### Work required
Everything from the line containing "pub mod dir;" through the line containing "filename src/tracker/goal.rs" should be repeated exactly, and nothing else from the data.
+++
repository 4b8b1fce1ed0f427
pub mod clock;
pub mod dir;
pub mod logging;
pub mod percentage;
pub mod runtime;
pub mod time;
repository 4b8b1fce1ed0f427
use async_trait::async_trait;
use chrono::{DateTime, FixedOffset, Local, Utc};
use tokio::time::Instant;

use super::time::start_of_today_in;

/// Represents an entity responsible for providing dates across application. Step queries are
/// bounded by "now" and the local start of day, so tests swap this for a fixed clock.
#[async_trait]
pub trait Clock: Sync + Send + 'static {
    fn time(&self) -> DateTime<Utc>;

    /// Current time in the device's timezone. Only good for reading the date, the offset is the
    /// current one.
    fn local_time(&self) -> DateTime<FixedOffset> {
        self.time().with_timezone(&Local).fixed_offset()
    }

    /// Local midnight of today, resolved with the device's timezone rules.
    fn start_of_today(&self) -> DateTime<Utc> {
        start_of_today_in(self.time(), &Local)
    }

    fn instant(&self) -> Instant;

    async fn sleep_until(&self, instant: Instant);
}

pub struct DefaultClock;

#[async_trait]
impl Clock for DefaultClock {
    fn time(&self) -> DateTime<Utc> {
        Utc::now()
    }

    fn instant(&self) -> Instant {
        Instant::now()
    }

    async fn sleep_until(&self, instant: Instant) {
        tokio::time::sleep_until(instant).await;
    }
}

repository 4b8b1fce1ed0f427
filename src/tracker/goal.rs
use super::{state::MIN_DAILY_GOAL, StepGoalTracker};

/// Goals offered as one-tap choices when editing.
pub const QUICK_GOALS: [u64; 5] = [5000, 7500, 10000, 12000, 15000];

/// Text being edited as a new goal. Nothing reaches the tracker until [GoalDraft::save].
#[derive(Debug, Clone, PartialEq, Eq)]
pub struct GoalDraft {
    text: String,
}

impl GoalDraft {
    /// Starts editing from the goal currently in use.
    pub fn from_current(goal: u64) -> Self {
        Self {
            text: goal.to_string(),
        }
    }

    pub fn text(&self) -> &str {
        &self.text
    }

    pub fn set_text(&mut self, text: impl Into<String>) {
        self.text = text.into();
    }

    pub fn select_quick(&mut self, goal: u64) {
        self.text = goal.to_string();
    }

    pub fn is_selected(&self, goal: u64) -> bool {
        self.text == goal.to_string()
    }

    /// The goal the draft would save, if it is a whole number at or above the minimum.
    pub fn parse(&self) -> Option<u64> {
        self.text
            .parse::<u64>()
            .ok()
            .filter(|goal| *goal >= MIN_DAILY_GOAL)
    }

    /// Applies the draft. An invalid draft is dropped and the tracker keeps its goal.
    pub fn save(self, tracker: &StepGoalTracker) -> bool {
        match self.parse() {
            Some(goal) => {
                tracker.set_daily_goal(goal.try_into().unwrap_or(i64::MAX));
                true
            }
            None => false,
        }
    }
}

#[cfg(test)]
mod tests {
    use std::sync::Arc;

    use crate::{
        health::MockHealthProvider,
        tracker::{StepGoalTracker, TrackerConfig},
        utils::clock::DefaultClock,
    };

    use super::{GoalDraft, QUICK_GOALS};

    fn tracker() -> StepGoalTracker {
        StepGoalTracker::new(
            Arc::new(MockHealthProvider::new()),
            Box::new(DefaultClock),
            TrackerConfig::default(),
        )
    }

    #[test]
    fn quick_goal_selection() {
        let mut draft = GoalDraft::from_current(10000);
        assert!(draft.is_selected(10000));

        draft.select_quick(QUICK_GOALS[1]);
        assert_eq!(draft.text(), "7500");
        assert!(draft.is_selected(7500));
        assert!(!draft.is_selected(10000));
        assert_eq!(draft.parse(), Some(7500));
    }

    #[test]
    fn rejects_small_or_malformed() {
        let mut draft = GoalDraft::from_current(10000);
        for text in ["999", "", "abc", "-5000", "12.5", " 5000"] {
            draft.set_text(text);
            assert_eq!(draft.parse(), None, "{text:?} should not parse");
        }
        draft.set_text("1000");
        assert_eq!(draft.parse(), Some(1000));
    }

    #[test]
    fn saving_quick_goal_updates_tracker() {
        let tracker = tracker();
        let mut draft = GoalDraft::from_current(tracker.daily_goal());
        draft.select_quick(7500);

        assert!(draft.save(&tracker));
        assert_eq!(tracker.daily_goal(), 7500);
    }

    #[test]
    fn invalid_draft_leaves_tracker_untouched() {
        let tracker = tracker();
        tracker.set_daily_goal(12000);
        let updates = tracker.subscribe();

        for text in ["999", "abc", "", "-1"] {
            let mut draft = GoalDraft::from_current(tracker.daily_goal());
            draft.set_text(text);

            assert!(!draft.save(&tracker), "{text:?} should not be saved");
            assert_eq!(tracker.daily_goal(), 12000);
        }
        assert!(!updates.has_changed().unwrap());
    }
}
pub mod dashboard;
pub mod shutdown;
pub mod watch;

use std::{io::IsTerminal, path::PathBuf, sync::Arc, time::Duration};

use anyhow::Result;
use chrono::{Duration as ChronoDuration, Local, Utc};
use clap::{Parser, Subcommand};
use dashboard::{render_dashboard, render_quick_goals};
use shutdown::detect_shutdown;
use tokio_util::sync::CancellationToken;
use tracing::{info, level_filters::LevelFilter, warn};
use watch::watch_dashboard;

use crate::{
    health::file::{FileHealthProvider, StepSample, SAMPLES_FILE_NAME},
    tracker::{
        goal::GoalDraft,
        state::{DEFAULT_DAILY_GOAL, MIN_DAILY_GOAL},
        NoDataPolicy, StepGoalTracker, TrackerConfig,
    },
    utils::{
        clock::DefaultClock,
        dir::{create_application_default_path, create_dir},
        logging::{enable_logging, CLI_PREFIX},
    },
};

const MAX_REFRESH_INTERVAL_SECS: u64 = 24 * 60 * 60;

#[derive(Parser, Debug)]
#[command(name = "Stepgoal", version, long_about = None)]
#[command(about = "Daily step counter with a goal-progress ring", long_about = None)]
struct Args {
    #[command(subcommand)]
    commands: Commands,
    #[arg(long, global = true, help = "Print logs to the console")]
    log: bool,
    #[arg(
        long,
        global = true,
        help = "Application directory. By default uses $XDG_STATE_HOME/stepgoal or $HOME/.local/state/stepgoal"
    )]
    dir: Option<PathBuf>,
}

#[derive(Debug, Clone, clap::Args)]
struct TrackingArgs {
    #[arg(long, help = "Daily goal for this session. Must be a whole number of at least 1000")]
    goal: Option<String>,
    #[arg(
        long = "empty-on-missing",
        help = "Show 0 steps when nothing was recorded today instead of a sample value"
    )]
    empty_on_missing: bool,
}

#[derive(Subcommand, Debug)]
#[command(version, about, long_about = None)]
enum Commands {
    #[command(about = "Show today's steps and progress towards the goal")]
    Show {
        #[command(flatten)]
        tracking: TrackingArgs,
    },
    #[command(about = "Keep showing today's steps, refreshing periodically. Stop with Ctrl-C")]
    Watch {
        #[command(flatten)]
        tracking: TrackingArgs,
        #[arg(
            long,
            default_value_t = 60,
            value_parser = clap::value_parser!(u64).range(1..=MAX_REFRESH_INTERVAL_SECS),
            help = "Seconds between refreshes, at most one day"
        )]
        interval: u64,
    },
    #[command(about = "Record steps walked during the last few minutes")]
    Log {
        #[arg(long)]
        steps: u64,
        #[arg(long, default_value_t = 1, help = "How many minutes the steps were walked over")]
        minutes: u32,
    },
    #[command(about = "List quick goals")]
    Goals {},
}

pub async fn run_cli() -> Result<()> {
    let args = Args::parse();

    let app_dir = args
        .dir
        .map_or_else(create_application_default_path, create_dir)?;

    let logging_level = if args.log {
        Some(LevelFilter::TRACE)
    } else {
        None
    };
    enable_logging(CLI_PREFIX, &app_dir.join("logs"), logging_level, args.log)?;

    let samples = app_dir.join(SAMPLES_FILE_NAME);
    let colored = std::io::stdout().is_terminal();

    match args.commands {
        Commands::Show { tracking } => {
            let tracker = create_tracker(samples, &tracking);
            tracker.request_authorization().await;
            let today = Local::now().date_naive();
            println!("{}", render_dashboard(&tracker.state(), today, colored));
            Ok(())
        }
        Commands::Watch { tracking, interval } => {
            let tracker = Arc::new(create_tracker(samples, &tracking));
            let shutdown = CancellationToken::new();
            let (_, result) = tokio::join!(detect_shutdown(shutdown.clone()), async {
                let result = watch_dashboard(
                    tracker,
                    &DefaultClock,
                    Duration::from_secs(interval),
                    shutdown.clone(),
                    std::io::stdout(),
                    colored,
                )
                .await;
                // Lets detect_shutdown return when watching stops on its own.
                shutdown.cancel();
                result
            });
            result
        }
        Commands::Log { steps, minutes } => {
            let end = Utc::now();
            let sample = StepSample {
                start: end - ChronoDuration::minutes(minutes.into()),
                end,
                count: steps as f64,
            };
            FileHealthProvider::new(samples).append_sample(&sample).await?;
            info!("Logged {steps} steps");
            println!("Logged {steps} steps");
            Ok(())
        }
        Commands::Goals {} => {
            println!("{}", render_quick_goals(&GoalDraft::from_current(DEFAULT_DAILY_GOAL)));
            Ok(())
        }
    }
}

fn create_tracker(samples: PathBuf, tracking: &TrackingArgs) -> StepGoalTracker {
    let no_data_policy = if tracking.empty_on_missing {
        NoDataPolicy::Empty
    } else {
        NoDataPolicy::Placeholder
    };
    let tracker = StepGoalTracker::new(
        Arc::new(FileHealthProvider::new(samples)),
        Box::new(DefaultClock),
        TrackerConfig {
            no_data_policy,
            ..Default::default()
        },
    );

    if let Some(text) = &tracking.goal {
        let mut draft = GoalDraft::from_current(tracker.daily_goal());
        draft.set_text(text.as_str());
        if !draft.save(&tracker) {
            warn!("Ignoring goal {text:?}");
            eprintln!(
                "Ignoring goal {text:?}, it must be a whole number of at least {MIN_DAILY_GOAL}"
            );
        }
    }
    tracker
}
+++
### Solution below
pub mod dir;
pub mod logging;
pub mod percentage;
pub mod runtime;
pub mod time;
repository 4b8b1fce1ed0f427
use async_trait::async_trait;
use chrono::{DateTime, FixedOffset, Local, Utc};
use tokio::time::Instant;

use super::time::start_of_today_in;

/// Represents an entity responsible for providing dates across application. Step queries are
/// bounded by "now" and the local start of day, so tests swap this for a fixed clock.
#[async_trait]
pub trait Clock: Sync + Send + 'static {
    fn time(&self) -> DateTime<Utc>;

    /// Current time in the device's timezone. Only good for reading the date, the offset is the
    /// current one.
    fn local_time(&self) -> DateTime<FixedOffset> {
        self.time().with_timezone(&Local).fixed_offset()
    }

    /// Local midnight of today, resolved with the device's timezone rules.
    fn start_of_today(&self) -> DateTime<Utc> {
        start_of_today_in(self.time(), &Local)
    }

    fn instant(&self) -> Instant;

    async fn sleep_until(&self, instant: Instant);
}

pub struct DefaultClock;

#[async_trait]
impl Clock for DefaultClock {
    fn time(&self) -> DateTime<Utc> {
        Utc::now()
    }

    fn instant(&self) -> Instant {
        Instant::now()
    }

    async fn sleep_until(&self, instant: Instant) {
        tokio::time::sleep_until(instant).await;
    }
}

repository 4b8b1fce1ed0f427
filename src/tracker/goal.rs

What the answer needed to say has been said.